Un extrait d’une nouvelle tirée du recueil « Ivresse de la chute »
Comme il passe, ce temps.

Quand je retrouve ma mère après un long temps d’absence, j’ai toujours tendance à parler plus vite qu’elle en lui racontant ma vie sous son meilleur jour. Cette fois encore, je ne manque pas à la tradition et, à peine entré, je déverse un flot de paroles outrageusement optimiste et anodin pour retarder ses annonces de catastrophes habituelles, la santé qui part en quenouille, le voisin mort d’apoplexie, et pourtant il avait deux ans de moins que nous, etc.
Hélas, je défie quiconque de pouvoir tenir un discours, si creux soit-il, pendant plus de cinq minutes sans reprendre sa respiration. C’est ce court temps vital que choisit ma mère pour se lancer à son tour
— Tu n’as rien remarqué ? demande-t-elle d’une voix brisée.
Voyons voir, je réfléchis, non je ne vois pas.

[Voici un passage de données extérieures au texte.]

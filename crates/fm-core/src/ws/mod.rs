//! WebSocket connection multiplexing with reconnect and keep-alive.

pub mod channel;
pub mod client;
mod connection;
pub mod multiplexer;
pub mod reconnect;
pub mod transport;

pub use channel::{ChannelConnector, ChannelListener, ChannelPeer, OutboundFrame};
pub use client::TungsteniteConnector;
pub use multiplexer::{
    ConnectionMultiplexer, MessageFilter, MuxConfig, StreamEvent, SubscriptionHandle,
    SubscriptionSpec,
};
pub use reconnect::{ReconnectPolicy, ReconnectionManager};
pub use transport::{Connector, FrameSink, FrameSource, WireFrame};
//! Per-stream monotonic acceptance filter.
//!
//! Upstream updates are stamped with a sequence number (a slot) that never
//! decreases within one feed. [`SequenceGuard`] drops any update older than the
//! last one applied for the same stream key.
//!
//! # Resume mode
//!
//! When the consuming process was suspended (backgrounded, stopped, machine
//! asleep) the socket buffers a backlog that arrives as a burst on resume.
//! [`SequenceGuard::notify_resume`] opens a short window during which:
//!
//! 1. messages received before the resume instant are rejected as stale, and
//! 2. a forward jump larger than `jump_threshold` fast-forwards tracking so the
//!    stream catches up to the live point instead of rejecting the burst.
//!
//! Sequence numbers are not comparable across feed instances, so callers must
//! [`reset`](SequenceGuard::reset) a key whenever its upstream subscription is
//! recreated (e.g. after a reconnect).
//!
//! # Thread safety
//!
//! Not thread-safe. Each consumer owns its own instance.

use std::time::Duration;

use ahash::AHashMap;
use serde::Deserialize;
use tracing::{debug, trace};

use crate::time_util;

/// Tuning knobs for [`SequenceGuard`].
#[derive(Debug, Clone, Copy, PartialEq, Eq, Deserialize)]
#[serde(default)]
pub struct SequenceConfig {
    /// Forward jump (in sequence units) treated as a backlog burst while
    /// resuming.
    pub jump_threshold: u64,
    /// How long resume mode stays active after [`SequenceGuard::notify_resume`].
    #[serde(rename = "resume_debounce_ms", with = "duration_ms")]
    pub resume_debounce: Duration,
}

impl Default for SequenceConfig {
    fn default() -> Self {
        Self {
            jump_threshold: 100,
            resume_debounce: Duration::from_millis(2_000),
        }
    }
}

/// Monotonic filter keyed by stream.
pub struct SequenceGuard {
    config: SequenceConfig,
    last_accepted: AHashMap<String, u64>,
    /// Epoch ms of the last resume notification.
    resumed_at_ms: Option<u64>,
}

impl SequenceGuard {
    pub fn new(config: SequenceConfig) -> Self {
        Self {
            config,
            last_accepted: AHashMap::new(),
            resumed_at_ms: None,
        }
    }

    /// Decide whether an update for `key` should be applied, using the wall
    /// clock to evaluate resume mode.
    #[inline]
    pub fn accept(
        &mut self,
        key: &str,
        sequence: Option<u64>,
        received_at_ms: Option<u64>,
    ) -> bool {
        self.accept_at(key, sequence, received_at_ms, time_util::now_ms())
    }

    /// Decide whether an update for `key` should be applied.
    ///
    /// Returns `true` if the update is new enough; the stored sequence for the
    /// key is advanced in that case. A `false` return is not an error.
    pub fn accept_at(
        &mut self,
        key: &str,
        sequence: Option<u64>,
        received_at_ms: Option<u64>,
        now_ms: u64,
    ) -> bool {
        let Some(seq) = sequence else {
            debug!("[seq] {key}: update without sequence, accepting");
            return true;
        };

        let resuming = self.resume_started(now_ms);

        if let (Some(resumed_at), Some(received_at)) = (resuming, received_at_ms) {
            if received_at < resumed_at {
                trace!("[seq] {key}: dropping seq={seq} queued before resume");
                return false;
            }
        }

        let last = match self.last_accepted.get_mut(key) {
            Some(last) => last,
            None => {
                self.last_accepted.insert(key.to_string(), seq);
                return true;
            }
        };

        if resuming.is_some() && seq.saturating_sub(*last) > self.config.jump_threshold {
            debug!("[seq] {key}: resume burst, fast-forwarding {} -> {}", *last, seq - 1);
            *last = seq - 1;
        }

        if seq >= *last {
            *last = seq;
            true
        } else {
            trace!("[seq] {key}: rejecting seq={seq} < last={}", *last);
            false
        }
    }

    /// Enter resume mode now.
    pub fn notify_resume(&mut self) {
        self.notify_resume_at(time_util::now_ms());
    }

    /// Enter resume mode as of `now_ms`.
    pub fn notify_resume_at(&mut self, now_ms: u64) {
        debug!("[seq] resume mode for {:?}", self.config.resume_debounce);
        self.resumed_at_ms = Some(now_ms);
    }

    /// Whether resume mode is active at `now_ms`.
    pub fn is_resuming_at(&self, now_ms: u64) -> bool {
        self.resume_started(now_ms).is_some()
    }

    /// Resume timestamp if the debounce window has not yet elapsed.
    fn resume_started(&self, now_ms: u64) -> Option<u64> {
        let resumed_at = self.resumed_at_ms?;
        let window = self.config.resume_debounce.as_millis() as u64;
        (now_ms < resumed_at.saturating_add(window)).then_some(resumed_at)
    }

    /// Forget the tracked sequence for one stream.
    pub fn reset(&mut self, key: &str) {
        self.last_accepted.remove(key);
    }

    /// Returns the last accepted sequence for a stream, or `None`.
    pub fn last_accepted(&self, key: &str) -> Option<u64> {
        self.last_accepted.get(key).copied()
    }
}

impl Default for SequenceGuard {
    fn default() -> Self {
        Self::new(SequenceConfig::default())
    }
}

/// Serde helper for `Duration` fields stored as integer milliseconds.
pub(crate) mod duration_ms {
    use std::time::Duration;

    use serde::{Deserialize, Deserializer};

    pub fn deserialize<'de, D: Deserializer<'de>>(d: D) -> Result<Duration, D::Error> {
        u64::deserialize(d).map(Duration::from_millis)
    }
}

#[cfg(test)]
mod tests {
    use super::*;

    const T0: u64 = 1_700_000_000_000;

    #[test]
    fn non_decreasing_sequences_are_accepted() {
        let mut g = SequenceGuard::default();
        for seq in [1, 2, 2, 5, 5, 9] {
            assert!(g.accept_at("SOL", Some(seq), None, T0));
        }
        assert_eq!(g.last_accepted("SOL"), Some(9));
    }

    #[test]
    fn regression_is_rejected() {
        let mut g = SequenceGuard::default();
        assert!(g.accept_at("SOL", Some(10), None, T0));
        assert!(!g.accept_at("SOL", Some(9), None, T0));
        assert_eq!(g.last_accepted("SOL"), Some(10));
    }

    #[test]
    fn streams_are_independent() {
        let mut g = SequenceGuard::default();
        assert!(g.accept_at("SOL:1", Some(100), None, T0));
        assert!(g.accept_at("BTC:1", Some(5), None, T0));
        assert!(!g.accept_at("SOL:1", Some(5), None, T0));
    }

    #[test]
    fn missing_sequence_fails_open() {
        let mut g = SequenceGuard::default();
        assert!(g.accept_at("SOL", Some(10), None, T0));
        assert!(g.accept_at("SOL", None, None, T0));
        assert_eq!(g.last_accepted("SOL"), Some(10));
    }

    #[test]
    fn resume_burst_fast_forwards() {
        let mut g = SequenceGuard::default();
        assert!(g.accept_at("SOL", Some(100), None, T0));
        g.notify_resume_at(T0 + 1_000);

        assert!(g.accept_at("SOL", Some(500), Some(T0 + 1_100), T0 + 1_100));
        assert!(g.accept_at("SOL", Some(501), Some(T0 + 1_200), T0 + 1_200));
        assert_eq!(g.last_accepted("SOL"), Some(501));
    }

    #[test]
    fn resume_rejects_messages_queued_before_resume() {
        let mut g = SequenceGuard::default();
        assert!(g.accept_at("SOL", Some(100), None, T0));
        g.notify_resume_at(T0 + 1_000);

        assert!(!g.accept_at("SOL", Some(150), Some(T0 + 999), T0 + 1_050));
        // no received-at stamp → only the sequence rule applies
        assert!(g.accept_at("SOL", Some(150), None, T0 + 1_050));
    }

    #[test]
    fn resume_mode_expires_after_debounce() {
        let mut g = SequenceGuard::default();
        assert!(g.accept_at("SOL", Some(100), None, T0));
        g.notify_resume_at(T0);
        assert!(g.is_resuming_at(T0 + 1_999));
        assert!(!g.is_resuming_at(T0 + 2_000));

        // outside resume mode, stale stamps are not judged
        assert!(g.accept_at("SOL", Some(101), Some(T0 - 10), T0 + 2_500));
    }

    #[test]
    fn small_jump_during_resume_is_plain_monotonic() {
        let mut g = SequenceGuard::default();
        assert!(g.accept_at("SOL", Some(100), None, T0));
        g.notify_resume_at(T0);
        assert!(g.accept_at("SOL", Some(150), Some(T0 + 10), T0 + 10));
        assert!(!g.accept_at("SOL", Some(149), Some(T0 + 20), T0 + 20));
    }

    #[test]
    fn reset_forgets_stream() {
        let mut g = SequenceGuard::default();
        assert!(g.accept_at("SOL", Some(1_000), None, T0));
        g.reset("SOL");
        assert_eq!(g.last_accepted("SOL"), None);
        assert!(g.accept_at("SOL", Some(3), None, T0));
    }

    #[test]
    fn config_from_json() {
        let json = r#"{"jump_threshold": 50, "resume_debounce_ms": 500}"#;
        let cfg: SequenceConfig = serde_json::from_str(json).unwrap();
        assert_eq!(cfg.jump_threshold, 50);
        assert_eq!(cfg.resume_debounce, Duration::from_millis(500));

        let cfg: SequenceConfig = serde_json::from_str("{}").unwrap();
        assert_eq!(cfg, SequenceConfig::default());
    }
}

Ah, si !
— Tu veux parler de l’interphone qu’ils ont installé en bas.
Je me lance dans un discours sur l’obsession sécuritaire du moment, reprends ma respiration en un millième de seconde. Pas assez rapide. Elle m’interrompt.
— Regarde !
Elle désigne la corbeille de la chienne sous le radiateur. Vide. Bon sang, c’est vrai, la Prunelle n’a pas aboyé pendant que je montais l’escalier. Habituellement, elle me repère avant même que je grimpe les marches. Ma mère devine ma venue à ses aboiements, un ton très particulier qui m’est exclusivement réservé. C’est que je l’ai mise au monde cette chose. Elle me fait la fête, des bonds d’un mètre cinquante, griffes en avant. Couché ! Couché, Prunelle !
— Tiens oui, où est-il le clebs infernal, et papa, au fait, pas là non plus ?
— Elle est morte, lance ma mère dans un souffle. Et ton père, il dort. Il dort tout le temps.
Ça me fiche un coup. J’enchaîne, malgré moi.
— Depuis quand ?
La question concernait mon père. Ma mère me regarde, les yeux embués.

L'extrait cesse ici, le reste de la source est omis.